From the Guidelines
Ticagrelor causes muscle weakness primarily through its effect on cellular energy metabolism in muscle cells, potentially by interfering with mitochondrial function and adenosine-mediated effects that lead to decreased muscle contractility. The exact mechanism of ticagrelor-induced muscle weakness is not fully understood, but it is thought to be related to its inhibition of the P2Y12 receptor, which plays a role in regulating cellular energy metabolism 1. Ticagrelor's inhibition of ADP-mediated receptor activation in a noncompetitive fashion, likely through an allosteric mechanism, may also contribute to its effects on muscle cells 1. Additionally, ticagrelor's interaction with statins may increase the risk of myopathy and muscle weakness 1.
Some key points to consider when evaluating the mechanism of ticagrelor-induced muscle weakness include:
- Ticagrelor's rapid onset of action and potent inhibition of ADP-induced platelet aggregation 1
- The drug's ability to achieve a level of inhibition of ADP-induced platelet exceeding that obtained with clopidogrel 1
- The potential for ticagrelor to interfere with mitochondrial function and disrupt normal muscle energy production 1
- The possible interaction between ticagrelor and statins, which may increase the risk of myopathy and muscle weakness 1
It is essential to note that muscle weakness is a rare side effect of ticagrelor, and patients experiencing this symptom should seek medical attention promptly 1. The typical dose of ticagrelor is 90 mg twice daily, and muscle symptoms typically resolve after stopping the medication 1. Overall, the mechanism of ticagrelor-induced muscle weakness is complex and multifactorial, and further research is needed to fully understand its effects on muscle cells.
From the Research
Mechanism of Ticagrelor-Induced Muscle Weakness
- The exact mechanism by which ticagrelor causes muscle weakness is not clearly understood, as there is limited research directly addressing this topic 2, 3, 4.
- However, it is known that ticagrelor works by inhibiting platelet aggregation via blocking the ADP receptors of the subtype P2Y12 2.
- Some studies suggest that muscle weakness may be a side effect of antiplatelet therapy, but these studies primarily focus on statins rather than ticagrelor 5, 6.
- The available evidence on ticagrelor does not provide a clear explanation for the mechanism of muscle weakness, and more research is needed to fully understand this potential side effect 3, 4.

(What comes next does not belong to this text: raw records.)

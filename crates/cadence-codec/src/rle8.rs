//! Zero-run RLE codec for state packets.
//!
//! State rings are dominated by zero bytes (idle buttons, empty room deltas,
//! unset options), so the encoding only compresses zeros: a non-zero byte is
//! copied verbatim, a zero byte is emitted as the marker `0x00` followed by a
//! one-byte run length. The decoder additionally accepts a run length of 0,
//! which produces no output; the packet history ring relies on this so that a
//! zero-filled buffer tail decodes to nothing and the original packet length
//! never needs to be stored.

/// Maximum zeros representable by a single `(0x00, len)` pair.
const RUN_MAX: usize = 255;

/// Encode `src` into a fresh buffer.
///
/// Non-zero bytes pass through; each run of up to 255 zeros becomes two
/// bytes. The encoder never emits a run length of 0.
#[must_use]
pub fn encode(src: &[u8]) -> Vec<u8> {
    let mut out = Vec::with_capacity(src.len());
    let mut i = 0;
    while i < src.len() {
        let b = src[i];
        if b != 0 {
            out.push(b);
            i += 1;
            continue;
        }

        let mut run = 1;
        while run < RUN_MAX && i + run < src.len() && src[i + run] == 0 {
            run += 1;
        }
        out.push(0);
        out.push(run as u8);
        i += run;
    }
    out
}

/// Decode into `out`, returning the number of bytes written.
///
/// Decoding stops when `out` is full or `src` is exhausted, whichever comes
/// first; a zero run crossing the capacity boundary is truncated. A marker
/// byte with no following length byte ends the stream.
pub fn decode(src: &[u8], out: &mut [u8]) -> usize {
    decode_extra(src, out).written
}

/// Outcome of [`decode_extra`]: bytes produced and input consumed.
#[derive(Debug, Clone, Copy, PartialEq, Eq)]
pub struct DecodeExtra {
    /// Bytes written into the output buffer
    pub written: usize,
    /// Encoded bytes consumed from the input
    pub consumed: usize,
}

/// Decode into `out` and report how much input was consumed.
///
/// Used for chained decoding where several encoded streams share a buffer.
pub fn decode_extra(src: &[u8], out: &mut [u8]) -> DecodeExtra {
    let mut written = 0;
    let mut consumed = 0;
    while consumed < src.len() && written < out.len() {
        let b = src[consumed];
        if b != 0 {
            out[written] = b;
            written += 1;
            consumed += 1;
            continue;
        }

        let Some(&run) = src.get(consumed + 1) else {
            // Dangling marker; treat as end of stream
            consumed = src.len();
            break;
        };
        consumed += 2;

        let run = (run as usize).min(out.len() - written);
        out[written..written + run].fill(0);
        written += run;
    }
    DecodeExtra { written, consumed }
}

/// Size the encoded stream would decode to, without writing anything.
#[must_use]
pub fn decode_size(src: &[u8]) -> usize {
    let mut size = 0;
    let mut i = 0;
    while i < src.len() {
        if src[i] != 0 {
            size += 1;
            i += 1;
        } else {
            let Some(&run) = src.get(i + 1) else { break };
            size += run as usize;
            i += 2;
        }
    }
    size
}

#[cfg(test)]
mod tests {
    use proptest::prelude::*;

    use super::*;

    #[test]
    fn empty_input() {
        assert!(encode(&[]).is_empty());
        assert_eq!(decode_size(&[]), 0);
    }

    #[test]
    fn long_zero_run_splits() {
        let src = vec![0u8; 600];
        let coded = encode(&src);
        // 255 + 255 + 90 zeros: three marker pairs
        assert_eq!(coded, vec![0, 255, 0, 255, 0, 90]);
        assert_eq!(decode_size(&coded), 600);
    }

    #[test]
    fn zero_run_length_zero_decodes_to_nothing() {
        // A zeroed history tail looks like repeated (0x00, 0x00) pairs
        let coded = [1u8, 2, 0, 0, 0, 0];
        let mut out = [0xAAu8; 8];
        let n = decode(&coded, &mut out);
        assert_eq!(n, 2);
        assert_eq!(&out[..2], &[1, 2]);
        assert_eq!(decode_size(&coded), 2);
    }

    #[test]
    fn bounded_decode_stops_mid_run() {
        // 8-byte frame peek out of a longer stream
        let src = [5u8, 0, 0, 0, 0, 0, 0, 0, 9, 9, 9];
        let coded = encode(&src);
        let mut head = [0xFFu8; 8];
        let n = decode(&coded, &mut head);
        assert_eq!(n, 8);
        assert_eq!(head, [5, 0, 0, 0, 0, 0, 0, 0]);
    }

    #[test]
    fn decode_extra_reports_consumed() {
        let first = encode(&[0u8; 16]);
        let second = encode(&[7u8; 4]);
        let mut stream = first.clone();
        stream.extend_from_slice(&second);

        let mut out = [0u8; 16];
        let extra = decode_extra(&stream, &mut out);
        assert_eq!(extra.written, 16);
        assert_eq!(extra.consumed, first.len());
        let mut rest = [0u8; 4];
        assert_eq!(decode(&stream[extra.consumed..], &mut rest), 4);
        assert_eq!(rest, [7u8; 4]);
    }

    proptest! {
        #[test]
        fn round_trip(src in prop::collection::vec(any::<u8>(), 0..4096)) {
            let coded = encode(&src);
            let mut out = vec![0xA5u8; src.len()];
            let written = decode(&coded, &mut out);
            prop_assert_eq!(written, src.len());
            prop_assert_eq!(out, src.clone());
            prop_assert_eq!(decode_size(&coded), src.len());
        }

        #[test]
        fn sparse_round_trip(
            runs in prop::collection::vec((0usize..512, any::<u8>()), 0..32),
        ) {
            // Zero-dominated input shaped like a real state ring
            let mut src = Vec::new();
            for (zeros, byte) in runs {
                src.resize(src.len() + zeros, 0);
                src.push(byte);
            }
            let coded = encode(&src);
            let mut out = vec![0xA5u8; src.len()];
            prop_assert_eq!(decode(&coded, &mut out), src.len());
            prop_assert_eq!(out, src);
        }

        #[test]
        fn decode_never_panics_on_garbage(src in prop::collection::vec(any::<u8>(), 0..1024)) {
            let mut out = [0u8; 256];
            let extra = decode_extra(&src, &mut out);
            prop_assert!(extra.written <= out.len());
            prop_assert!(extra.consumed <= src.len());
        }
    }
}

Comparison to Other Antiplatelet Therapies
- Studies comparing ticagrelor to other antiplatelet therapies, such as clopidogrel, do not provide insight into the mechanism of muscle weakness 3, 4.
- These studies primarily focus on the efficacy and safety of ticagrelor in preventing cardiovascular events, rather than its potential side effects 3, 4.
- Further research is needed to determine the mechanisms by which ticagrelor may cause muscle weakness, and to compare its side effect profile to other antiplatelet therapies 2, 3, 4.